I refuse to believe that this is what growing up is.  Being practical isn't being cynical. Somewhere the innocence is lost,  but the idea remains.  Makes me question is romance really dead?
Agreed that being romantic doesn't necessarily mean being vocal about our feelings. That actions speak louder than words.  That not every relationship can be as intense as Heathcliff-Catherine romance in Wuthering Heights.( wish it could)
we live in an age of over-sharing where posting on FB  has replaced the private talks we shared with our best friends.
Where clicking that "in a relationship" button on FB is equivalent to commitment.  But does this not also mean that we should replace the word cheesy with sweet.  Maybe it's ok to express your love on FB.  Let the whole friend list know how you feel about your partner. It really is okay. All judgements aside. ( all this coming from a person: Me; whose partner is not even on FB)
What I mean is,  agreed that actions speak louder ( I already said that! ) so while on a personal level you feel the love in the cup of tea your partner makes for you every Sunday morning (not forgetting to put the cream of milk in the tea, coz he knows you like it), remembering to order your burger without onions each single time,  singing "kaho na kaho" with all the Arabic lyrics for you while alone in car.
Once in a while you also need the intensity,  the public display of affection, the right words said by the right person and doing that without calling it cheesy!
So next time someone does that,  please say sweet, coz it is sweet, it takes courage to wear your heart on your sleeve.  And hearing cute, lovey- dovey stuff really brings one closer and keeps us young. SRK maybe old,  the idea isn't!
so here's to keeping romance alive-
-Say what you feel! 
-write poetry for your partner.
-tell him/her how important he/she is ( on a social site may be or just sms)
- take a bottle of wine home with a dozen red roses.
- better still cook dinner together.
- rent your favourite romantic movie together (for guys)
or sit through star wars with your partner(for gals)
point is- do something to keep it alive.

Friday, November 21, 2014

Letting go

It started with Greys Anatomy. I got addicted to watching the tenth season airing on Zee Cafe. I had already seen some episodes from earlier seasons but didn't have a clear idea of the story line.
With too much of free time on my hands, the next step was buying the boxed sets of earlier seasons. So now I am on season 3.


And I know there were some characters that were killed, New characters added and season 10 just has half the cast of the earlier seasons. But the point is its still running. It's still interesting. At some point someone decided that the plot needs to be savoured. Maybe they discussed the possibility of ending it against giving it another shot. And maybe giving another shot worked with all the changes.

Well, Friends ran a decent 10 seasons without being boring. To be honest "How I met your mother" was dead in first few seasons but they pulled till 9. But it died a slow death, it lacked the finesse of Friends.
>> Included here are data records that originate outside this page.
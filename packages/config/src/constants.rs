// ABOUTME: Environment variable name constants
// ABOUTME: Centralized definitions of all environment variable names used across edgenode

// Workload Storage
pub const EDGENODE_WORKLOAD_STORAGE: &str = "EDGENODE_WORKLOAD_STORAGE";
pub const EDGENODE_IMAGE_DIR: &str = "EDGENODE_IMAGE_DIR";

// Container Runtime
pub const EDGENODE_DOCKER_ENDPOINT: &str = "EDGENODE_DOCKER_ENDPOINT";
pub const EDGENODE_DEFAULT_CPUSET: &str = "EDGENODE_DEFAULT_CPUSET";

// Command Processing
pub const EDGENODE_COMMAND_QUEUE_CAPACITY: &str = "EDGENODE_COMMAND_QUEUE_CAPACITY";

// Packet Filter
pub const EDGENODE_IPTABLES_BINARY: &str = "EDGENODE_IPTABLES_BINARY";

// Agreement Environment Additions
//
// Prefixes of the variables injected into every workload container. The
// compat prefix is only honoured where older agents still send it.
pub const ENVVAR_PREFIX: &str = "HZN_";
pub const COMPAT_ENVVAR_PREFIX: &str = "MTN_";

/// Suffix of the per-agreement memory limit variable, in megabytes.
pub const RAM_SUFFIX: &str = "RAM";

/// Suffix of the legacy blockchain account variable.
pub const ETHEREUM_ACCOUNT_SUFFIX: &str = "ETHEREUM_ACCOUNT";

/// `HZN_RAM`
pub fn ram_var() -> String {
    format!("{}{}", ENVVAR_PREFIX, RAM_SUFFIX)
}

/// `HZN_ETHEREUM_ACCOUNT`
pub fn ethereum_account_var() -> String {
    format!("{}{}", ENVVAR_PREFIX, ETHEREUM_ACCOUNT_SUFFIX)
}

/// Every prefixed spelling of the legacy blockchain account variable.
pub fn ethereum_account_vars() -> [String; 2] {
    [
        format!("{}{}", ENVVAR_PREFIX, ETHEREUM_ACCOUNT_SUFFIX),
        format!("{}{}", COMPAT_ENVVAR_PREFIX, ETHEREUM_ACCOUNT_SUFFIX),
    ]
}
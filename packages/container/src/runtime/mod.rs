// ABOUTME: Container runtime abstraction used by the orchestrator
// ABOUTME: Narrow async interface over networks, containers and images with Docker-independent types

use async_trait::async_trait;
use std::collections::BTreeMap;
use std::path::Path;

use crate::finalize::RuntimeConfig;
use crate::labels;
use crate::Result;

pub mod docker;

pub use docker::DockerRuntime;

/// Bridge network as seen by the runtime.
#[derive(Debug, Clone, PartialEq, Eq)]
pub struct NetworkInfo {
    pub id: String,
    pub name: String,
    /// Ids of the containers attached to the network. Only populated by
    /// `inspect_network`.
    pub containers: Vec<String>,
}

/// A container's address on one network.
#[derive(Debug, Clone, PartialEq, Eq)]
pub struct ContainerNetwork {
    pub network_id: String,
    pub ip_address: String,
    pub ip_prefix_len: i64,
}

impl ContainerNetwork {
    /// `ip/prefix`, e.g. `10.0.0.5/24`.
    pub fn cidr(&self) -> String {
        format!("{}/{}", self.ip_address, self.ip_prefix_len)
    }
}

/// Attachment of a container to a network.
#[derive(Debug, Clone, PartialEq, Eq)]
pub struct EndpointConfig {
    pub network_id: String,
    pub network_name: String,
    pub aliases: Vec<String>,
}

/// Container as returned by a list call. Networks are keyed by network name.
#[derive(Debug, Clone, PartialEq, Eq, Default)]
pub struct ContainerSummary {
    pub id: String,
    pub names: Vec<String>,
    pub labels: BTreeMap<String, String>,
    pub networks: BTreeMap<String, ContainerNetwork>,
}

impl ContainerSummary {
    pub fn agreement_id(&self) -> Option<&str> {
        labels::agreement_id(&self.labels)
    }

    pub fn service_name(&self) -> Option<&str> {
        labels::service_name(&self.labels)
    }

    pub fn is_singleton(&self) -> bool {
        labels::is_singleton(&self.labels)
    }

    /// Whether the container is known under `name`, ignoring Docker's leading `/`.
    pub fn has_name(&self, name: &str) -> bool {
        self.names.iter().any(|n| n.trim_start_matches('/') == name)
    }
}

/// Full inspection result of one container.
#[derive(Debug, Clone, PartialEq, Eq, Default)]
pub struct ContainerDetail {
    pub id: String,
    pub name: String,
    pub labels: BTreeMap<String, String>,
    pub running: bool,
    pub networks: BTreeMap<String, ContainerNetwork>,
}

/// Everything needed to create one container.
#[derive(Debug, Clone, PartialEq)]
pub struct ContainerSpec {
    pub name: String,
    pub config: RuntimeConfig,
    /// Primary network; used as the container's network mode.
    pub network: EndpointConfig,
}

#[async_trait]
pub trait ContainerRuntime: Send + Sync {
    async fn list_networks(&self) -> Result<Vec<NetworkInfo>>;

    async fn inspect_network(&self, network_id: &str) -> Result<NetworkInfo>;

    /// Create a bridge network with inter-container traffic and IP masquerade enabled.
    async fn create_network(&self, name: &str) -> Result<NetworkInfo>;

    /// Removing a network that no longer exists succeeds.
    async fn remove_network(&self, network_id: &str) -> Result<()>;

    async fn connect_network(&self, container_id: &str, endpoint: &EndpointConfig) -> Result<()>;

    async fn disconnect_network(&self, network_id: &str, container_id: &str) -> Result<()>;

    /// Returns the id of the created container.
    async fn create_container(&self, spec: &ContainerSpec) -> Result<String>;

    async fn start_container(&self, container_id: &str) -> Result<()>;

    /// Returns `false` when the container was already gone.
    async fn kill_container(&self, container_id: &str) -> Result<bool>;

    /// Forced removal including volumes. Removing a missing container succeeds.
    async fn remove_container(&self, container_id: &str) -> Result<()>;

    async fn inspect_container(&self, container_id: &str) -> Result<ContainerDetail>;

    /// Containers matching every `key=value` label filter.
    async fn list_containers(
        &self,
        label_filters: &[String],
        include_stopped: bool,
    ) -> Result<Vec<ContainerSummary>>;

    async fn image_exists(&self, image: &str) -> Result<bool>;

    /// Load an image archive (`docker load` format) into the local store.
    async fn load_image(&self, archive: &Path) -> Result<()>;
}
Another series I have been following since long is "Supernatural" after catching a glimpse of it while switching channels on AXN. Just a glance at Jensen Ackles and I was hooked. Apart from a super hot cast combination of Jensen, Jared and Jeffrey Dean Morgan, what it had was a strong storyline. I mean the whole Michael Vs Lucifer track was awesome. But guess that ended in season 5 and since then it's dragging, and frankly I never quite enjoyed watching it since. They do come up with sporadic good episodes, but it's done with. I don't know why none of the producers see it and end it decently. Why is there this stubbornness to reach the season 10 by just relying on pretty faces?


And that got me thinking about life and relationships, when do you decide if a relationship is worth saving or giving up on? Or in case you decide to drag it, does it deserve the slow death of HIMYM.
And who calls the shots of bringing about some changes to bring it back on track like Grey's anatomy, or let it drag and become boring like supernatural, just relying on pretty faces to see it through or in this case some aspect of relationship.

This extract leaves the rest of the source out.